A week of horror and anxiety, during which the customary legal processes had been gone through.

A jury had visited the Dark House and been conducted through the two rooms, to go away disappointed at not seeing the inside of the great iron safe. Then, after the evidence had been given, by the various witnesses at the inquest, including that of the two doctors who had performed the post-mortem examination, a verdict was returned which charged Charles Pillar with wilful murder, and stated that the Indian had committed justifiable homicide.

The doctors had differed, as it is proverbially said that they will, Dr Heston, the young medical man, who had been called in first, telling the jury that he was not satisfied that the blows given had caused the death, and drawing attention to the peculiar odour he had noticed. But the Coroner, an old medical man, sided with the colleague, who pooh-poohed the idea, and the verdict was given.

The coroner was a good deal exercised in his mind whether some proceedings ought not to have been taken in respect to the remains of the late Colonel, but he obtained no legal support, and the terrible murder and attempted robbery at Number 9A, Albemarle Square, with the history of the embalming, and the mysterious inner chamber, were public property for the usual nine days, when something fresh occurred, and the interest died away.

Then, once more, there was the old peace in the Dark House, where the remains of Colonel Capel lay in state in the mystery-haunted room.

The servants were very reticent, and consequently but little was heard of the proceedings in Albemarle Square. A good many loiterers had stopped to stare at the darkened windows of the great mansion; but as two coffins had been borne from the place, it was forgotten outside that another still remained. What might have been some busy-body’s business, became no one’s, and the horrible tragedy tended towards the simplification, of the dead man’s instructions.

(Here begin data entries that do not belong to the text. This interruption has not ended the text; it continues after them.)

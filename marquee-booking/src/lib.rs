pub mod availability;
pub mod dispatch;
pub mod payment;
pub mod reservation;
pub mod tickets;

pub use availability::SeatAvailabilityResolver;
pub use dispatch::NotificationDispatcher;
pub use payment::PaymentTransactionManager;
pub use reservation::{BookingHistory, BookingHistoryItem, BookingView, ReservationManager};
pub use tickets::TicketVerifier;
use std::sync::Arc;
use uuid::Uuid;

use marquee_core::models::{Id, Ticket, TicketView};
use marquee_core::{CoreError, CoreResult, ReservationStore};

/// Read-only ticket lookups for the entrance gate and the booking page.
pub struct TicketVerifier {
    store: Arc<dyn ReservationStore>,
}

impl TicketVerifier {
    pub fn new(store: Arc<dyn ReservationStore>) -> Self {
        Self { store }
    }

    pub async fn verify(&self, qr_token: Uuid) -> CoreResult<TicketView> {
        self.store
            .ticket_by_token(qr_token)
            .await?
            .ok_or(CoreError::NotFound("ticket"))
    }

    pub async fn tickets_for_booking(&self, booking_id: Id) -> CoreResult<Vec<Ticket>> {
        Ok(self.store.tickets_for_booking(booking_id).await?)
    }
}
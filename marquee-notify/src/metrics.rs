use prometheus::{Encoder, IntCounter, Registry, TextEncoder};

/// Sent/failed counters shared by every worker. Cloning shares the counters.
#[derive(Clone)]
pub struct NotificationMetrics {
    registry: Registry,
    sent: IntCounter,
    failed: IntCounter,
}

impl NotificationMetrics {
    pub fn new() -> Result<Self, prometheus::Error> {
        let registry = Registry::new();
        let sent = IntCounter::new(
            "notifications_sent_total",
            "Notification jobs delivered to the sender",
        )?;
        let failed = IntCounter::new(
            "notifications_failed_total",
            "Notification jobs that could not be delivered",
        )?;
        registry.register(Box::new(sent.clone()))?;
        registry.register(Box::new(failed.clone()))?;

        Ok(Self {
            registry,
            sent,
            failed,
        })
    }

    pub fn record_sent(&self) {
        self.sent.inc();
    }

    pub fn record_failed(&self) {
        self.failed.inc();
    }

    /// `(sent, failed)`
    pub fn snapshot(&self) -> (u64, u64) {
        (self.sent.get(), self.failed.get())
    }

    /// Prometheus text exposition of this registry.
    pub fn encode(&self) -> Result<String, prometheus::Error> {
        let mut buf = Vec::new();
        TextEncoder::new().encode(&self.registry.gather(), &mut buf)?;
        String::from_utf8(buf).map_err(|e| prometheus::Error::Msg(e.to_string()))
    }
}

#[cfg(test)]
mod tests {
    use super::*;

    #[test]
    fn test_clones_share_counters() {
        let metrics = NotificationMetrics::new().unwrap();
        let worker_view = metrics.clone();

        worker_view.record_sent();
        worker_view.record_sent();
        metrics.record_failed();

        assert_eq!(metrics.snapshot(), (2, 1));
    }

    #[test]
    fn test_encode_exposes_both_counters() {
        let metrics = NotificationMetrics::new().unwrap();
        metrics.record_sent();

        let text = metrics.encode().unwrap();
        assert!(text.contains("notifications_sent_total 1"));
        assert!(text.contains("notifications_failed_total 0"));
    }
}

“It is nine days now since the Colonel’s commands should have been fulfilled,” said Mr Girtle, as they were seated at lunch in the darkened dining-room—the same party, for Katrine had expressed her determination to stay in the house through all the trouble, and Lydia had offered to remain with her.

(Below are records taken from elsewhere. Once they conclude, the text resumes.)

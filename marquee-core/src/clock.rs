use chrono::{DateTime, Duration, Utc};
use std::sync::atomic::{AtomicI64, Ordering};

/// Source of "now" for every expiry and window decision.
pub trait Clock: Send + Sync {
    fn now(&self) -> DateTime<Utc>;
}

#[derive(Debug, Default, Clone, Copy)]
pub struct SystemClock;

impl Clock for SystemClock {
    fn now(&self) -> DateTime<Utc> {
        Utc::now()
    }
}

/// A clock that only moves when told to. Lets hold expiry be exercised without sleeping.
#[derive(Debug)]
pub struct ManualClock {
    micros: AtomicI64,
}

impl ManualClock {
    pub fn new(start: DateTime<Utc>) -> Self {
        Self {
            micros: AtomicI64::new(start.timestamp_micros()),
        }
    }

    pub fn set(&self, now: DateTime<Utc>) {
        self.micros.store(now.timestamp_micros(), Ordering::SeqCst);
    }

    pub fn advance(&self, by: Duration) {
        let step = by.num_microseconds().unwrap_or(i64::MAX);
        self.micros.fetch_add(step, Ordering::SeqCst);
    }
}

impl Clock for ManualClock {
    fn now(&self) -> DateTime<Utc> {
        DateTime::from_timestamp_micros(self.micros.load(Ordering::SeqCst)).unwrap_or_default()
    }
}

#[cfg(test)]
mod tests {
    use super::*;
    use chrono::TimeZone;

    #[test]
    fn test_manual_clock_moves_only_on_request() {
        let start = Utc.with_ymd_and_hms(2026, 1, 1, 9, 59, 0).unwrap();
        let clock = ManualClock::new(start);
        assert_eq!(clock.now(), start);

        clock.advance(Duration::seconds(61));
        assert_eq!(clock.now(), Utc.with_ymd_and_hms(2026, 1, 1, 10, 0, 1).unwrap());

        clock.set(start);
        assert_eq!(clock.now(), start);
    }
}
#[async_trait]
impl StoreTx for MemoryTx {
    async fn screening_window(&mut self, screening_id: Id) -> StoreResult<Option<ScreeningWindow>> {
        Ok(self.staged.live_window(screening_id))
    }

    async fn insert_booking(&mut self, booking: &NewBooking) -> StoreResult<Booking> {
        let id = self.staged.next_id();
        let row = Booking {
            id,
            user_id: booking.user_id,
            screening_id: booking.screening_id,
            status: BookingStatus::Pending,
            expired_at: booking.expired_at,
            created_at: booking.created_at,
            updated_at: booking.created_at,
        };
        self.staged.bookings.insert(id, row.clone());
        Ok(row)
    }

    async fn claim_seat(
        &mut self,
        booking_id: Id,
        screening_id: Id,
        seat_id: Id,
        now: DateTime<Utc>,
    ) -> StoreResult<SeatClaim> {
        let studio_id = self.staged.live_window(screening_id).map(|w| w.studio_id);
        let in_studio = self
            .staged
            .seats
            .get(&seat_id)
            .is_some_and(|s| Some(s.studio_id) == studio_id);
        if !in_studio {
            return Ok(SeatClaim::UnknownSeat);
        }

        if self.staged.seat_held_elsewhere(screening_id, seat_id, booking_id, now) {
            return Ok(SeatClaim::Conflict);
        }

        self.staged.booking_seats.push(BookingSeat {
            booking_id,
            screening_id,
            seat_id,
            status: BookingStatus::Pending,
        });
        Ok(SeatClaim::Claimed)
    }

    async fn lock_booking(&mut self, booking_id: Id) -> StoreResult<Option<Booking>> {
        Ok(self.staged.bookings.get(&booking_id).cloned())
    }

    async fn pending_payment_id(&mut self, booking_id: Id) -> StoreResult<Option<Id>> {
        Ok(self
            .staged
            .payments
            .values()
            .find(|p| p.booking_id == booking_id && p.status == PaymentStatus::Pending)
            .map(|p| p.id))
    }

    async fn payment_method_exists(&mut self, method_id: Id) -> StoreResult<bool> {
        Ok(self.staged.payment_methods.contains_key(&method_id))
    }

    async fn insert_payment(&mut self, payment: &NewPayment) -> StoreResult<Id> {
        let id = self.staged.next_id();
        self.staged.payments.insert(
            id,
            Payment {
                id,
                booking_id: payment.booking_id,
                payment_method_id: payment.payment_method_id,
                amount: payment.amount,
                status: PaymentStatus::Pending,
                transaction_id: None,
                created_at: payment.created_at,
                updated_at: payment.created_at,
            },
        );
        Ok(id)
    }

    async fn lock_payment(&mut self, payment_id: Id) -> StoreResult<Option<Payment>> {
        Ok(self.staged.payments.get(&payment_id).cloned())
    }

    async fn settle_payment(
        &mut self,
        payment_id: Id,
        status: PaymentStatus,
        transaction_id: Option<&str>,
        now: DateTime<Utc>,
    ) -> StoreResult<()> {
        if let Some(payment) = self.staged.payments.get_mut(&payment_id) {
            payment.status = status;
            payment.transaction_id = transaction_id.map(str::to_string);
            payment.updated_at = now;
        }
        Ok(())
    }

    async fn mark_booking_paid(&mut self, booking_id: Id, now: DateTime<Utc>) -> StoreResult<Vec<Id>> {
        if let Some(booking) = self.staged.bookings.get_mut(&booking_id) {
            booking.status = BookingStatus::Paid;
            booking.updated_at = now;
        }
        let mut seat_ids = Vec::new();
        for bs in self.staged.booking_seats.iter_mut().filter(|bs| bs.booking_id == booking_id) {
            bs.status = BookingStatus::Paid;
            seat_ids.push(bs.seat_id);
        }
        Ok(seat_ids)
    }

    async fn insert_ticket(
        &mut self,
        booking_id: Id,
        seat_id: Id,
        qr_token: Uuid,
        now: DateTime<Utc>,
    ) -> StoreResult<Ticket> {
        if self.fail_ticket_inserts.load(Ordering::SeqCst) {
            return Err(StoreError::backend("ticket insert rejected"));
        }
        let duplicate = self
            .staged
            .tickets
            .values()
            .any(|t| t.qr_token == qr_token || (t.booking_id == booking_id && t.seat_id == seat_id));
        if duplicate {
            return Err(StoreError::backend("duplicate ticket"));
        }

        let id = self.staged.next_id();
        let ticket = Ticket {
            id,
            booking_id,
            seat_id,
            qr_token,
            issued_at: now,
        };
        self.staged.tickets.insert(id, ticket.clone());
        Ok(ticket)
    }

    async fn commit(self: Box<Self>) -> StoreResult<()> {
        let MemoryTx { mut guard, staged, .. } = *self;
        *guard = staged;
        Ok(())
    }
}

#[cfg(test)]
mod tests {
    use super::*;
    use chrono::{Duration, TimeZone};

    fn t0() -> DateTime<Utc> {
        Utc.with_ymd_and_hms(2026, 3, 14, 9, 0, 0).unwrap()
    }

    async fn seeded() -> (MemoryStore, SeededScreening, Id) {
        let store = MemoryStore::new();
        let user = store.add_user("Jane", "jane@example.com").await;
        let screening = store
            .add_screening(ScreeningFixture::new(t0() + Duration::hours(3), 120).with_seats(["A1", "A2"]))
            .await;
        (store, screening, user)
    }

    fn new_booking(user_id: Id, screening_id: Id) -> NewBooking {
        NewBooking {
            user_id,
            screening_id,
            created_at: t0(),
            expired_at: t0() + Duration::minutes(10),
        }
    }

    #[tokio::test]
    async fn test_dropped_tx_leaves_no_trace() {
        let (store, screening, user) = seeded().await;

        {
            let mut tx = store.begin().await.unwrap();
            let booking = tx.insert_booking(&new_booking(user, screening.screening_id)).await.unwrap();
            let claim = tx
                .claim_seat(booking.id, screening.screening_id, screening.seat_ids[0], t0())
                .await
                .unwrap();
            assert_eq!(claim, SeatClaim::Claimed);
        }

        assert_eq!(store.booking_count().await, 0);
        let held = store.held_seat_ids(screening.screening_id, t0()).await.unwrap();
        assert!(held.is_empty());
    }

    #[tokio::test]
    async fn test_committed_claim_blocks_second_booking_until_expiry() {
        let (store, screening, user) = seeded().await;
        let seat = screening.seat_ids[0];

        let mut tx = store.begin().await.unwrap();
        let first = tx.insert_booking(&new_booking(user, screening.screening_id)).await.unwrap();
        tx.claim_seat(first.id, screening.screening_id, seat, t0()).await.unwrap();
        tx.commit().await.unwrap();

        let mut tx = store.begin().await.unwrap();
        let second = tx.insert_booking(&new_booking(user, screening.screening_id)).await.unwrap();
        let claim = tx.claim_seat(second.id, screening.screening_id, seat, t0()).await.unwrap();
        assert_eq!(claim, SeatClaim::Conflict);

        let later = t0() + Duration::minutes(10);
        let claim = tx.claim_seat(second.id, screening.screening_id, seat, later).await.unwrap();
        assert_eq!(claim, SeatClaim::Claimed);
    }

    #[tokio::test]
    async fn test_seat_from_other_studio_is_unknown() {
        let (store, screening, user) = seeded().await;
        let other = store
            .add_screening(ScreeningFixture::new(t0(), 90).with_seats(["Z9"]))
            .await;

        let mut tx = store.begin().await.unwrap();
        let booking = tx.insert_booking(&new_booking(user, screening.screening_id)).await.unwrap();
        let claim = tx
            .claim_seat(booking.id, screening.screening_id, other.seat_ids[0], t0())
            .await
            .unwrap();
        assert_eq!(claim, SeatClaim::UnknownSeat);
    }

    #[tokio::test]
    async fn test_ticket_fault_applies_to_open_transaction() {
        let (store, screening, user) = seeded().await;

        let mut tx = store.begin().await.unwrap();
        let booking = tx.insert_booking(&new_booking(user, screening.screening_id)).await.unwrap();
        tx.claim_seat(booking.id, screening.screening_id, screening.seat_ids[0], t0())
            .await
            .unwrap();

        store.fail_ticket_inserts(true);
        let seat = screening.seat_ids[0];
        assert!(tx.insert_ticket(booking.id, seat, Uuid::new_v4(), t0()).await.is_err());

        store.fail_ticket_inserts(false);
        assert!(tx.insert_ticket(booking.id, seat, Uuid::new_v4(), t0()).await.is_ok());
    }

    #[tokio::test]
    async fn test_deleted_screening_is_invisible() {
        let (store, screening, _) = seeded().await;
        store.delete_screening(screening.screening_id).await;
        assert!(store.screening_window(screening.screening_id).await.unwrap().is_none());
    }

    #[tokio::test]
    async fn test_ticket_context_joins_recipient_and_seat_codes() {
        let (store, screening, user) = seeded().await;

        let mut tx = store.begin().await.unwrap();
        let booking = tx.insert_booking(&new_booking(user, screening.screening_id)).await.unwrap();
        for seat in &screening.seat_ids {
            tx.claim_seat(booking.id, screening.screening_id, *seat, t0()).await.unwrap();
        }
        let seat_ids = tx.mark_booking_paid(booking.id, t0()).await.unwrap();
        for seat in seat_ids {
            tx.insert_ticket(booking.id, seat, Uuid::new_v4(), t0()).await.unwrap();
        }
        tx.commit().await.unwrap();

        let ctx = store.ticket_context(booking.id).await.unwrap().unwrap();
        assert_eq!(ctx.recipient.email, "jane@example.com");
        let codes: Vec<_> = ctx.tickets.iter().map(|t| t.seat_code.as_str()).collect();
        assert_eq!(codes, vec!["A1", "A2"]);

        let view = store.ticket_by_token(ctx.tickets[1].qr_token).await.unwrap().unwrap();
        assert_eq!(view.seat_code, "A2");
        assert_eq!(view.booking_id, booking.id);
    }
}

Katrine and Lydia had kept a great deal to their rooms; Mr Girtle spent most of his time in the library, busy over papers, only appearing at meal times, and, consequently, Paul Capel was thrown a great deal into the society of Gerard Artis, treating him always in the most friendly way, and declining to notice the barbs of the verbal arrows the other was fond of launching.

One of Artis’s favourite allusions was to the house his companion inherited.

“I felt horribly jealous of you at first,” he said. “Seemed such a pot of money; but with special commands to live here with a haunted room, and a mausoleum beyond it—no, thank you.”